Ganz neu ist die Idee, unnötige Positionsdaten nicht zu übermitteln und dadurch Wallhacks quasi nutzlos zu machen, allerdings nicht. Bereits im Jahr 2004 wurde der HLGuard (Half Life 1 Engine Guard) um den sogenannten WH Block (Wallhack Block) erweitert.

Der basiert auf den gleichen Prinzipien wie der Fog of War und wurde von der ESL im Jahr 2005 sogar verpflichtend für die Counter Strike-Ladder eingeführt.

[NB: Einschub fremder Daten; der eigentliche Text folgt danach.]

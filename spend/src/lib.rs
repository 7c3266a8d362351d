#![forbid(unsafe_code)]
#![warn(unused, clippy::unused_self, missing_debug_implementations, rust_2018_idioms)]

//! # economy-spend
//!
//! Everything that debits a balance (spec.md §4.4): the queue, tipping,
//! the vanity shop, admin-gated approvals, bounties, and the gambling
//! catalog (slot, coin flip, challenge duels, the cooperative heist).
//! Every spend goes through the shared pipeline in [`pipeline`]: account
//! exists and isn't banned, type-specific precondition, rank discount
//! where relevant, an atomic debit, then a side effect that refunds on
//! failure.

pub mod approval;
pub mod bounty;
pub mod challenge;
pub mod error;
pub mod gambling;
pub mod heist;
pub mod pipeline;
pub mod queue;
pub mod tip;
pub mod vanity;

pub use approval::ApprovalEngine;
pub use bounty::BountyEngine;
pub use challenge::{ChallengeEngine, DuelResolution};
pub use error::SpendError;
pub use gambling::{flip_coin, draw_slot, slot_house_edge, validate_slot_config, CoinFlipOutcome, SlotOutcome};
pub use heist::{HeistEngine, HeistResult};
pub use pipeline::QueueCollaborator;
pub use queue::QueueEngine;
pub use tip::TipEngine;
pub use vanity::VanityEngine;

Die letzte Aktualisierung des HLGuard (Version 1.9) stammt aus dem Jahr 2010. Jüngere Informationen zum Stand der Entwicklung und ob diese oder eine ähnliche Technologie überhaupt noch Einsatz findet, gibt es jedoch nicht. Sinnvoll wäre es allemal, jedoch hängt wohl vieles auch von der Umsetzbarkeit in der jeweiligen Spiele-Engine ab.

So etwa war sich Chamberlain zunächst gar nicht sicher, ob der Fog of War, der eigentlich League of Legends entliehen ist, überhaupt in der Unreal Engine, auf der Valorant beruht, umsetzbar ist.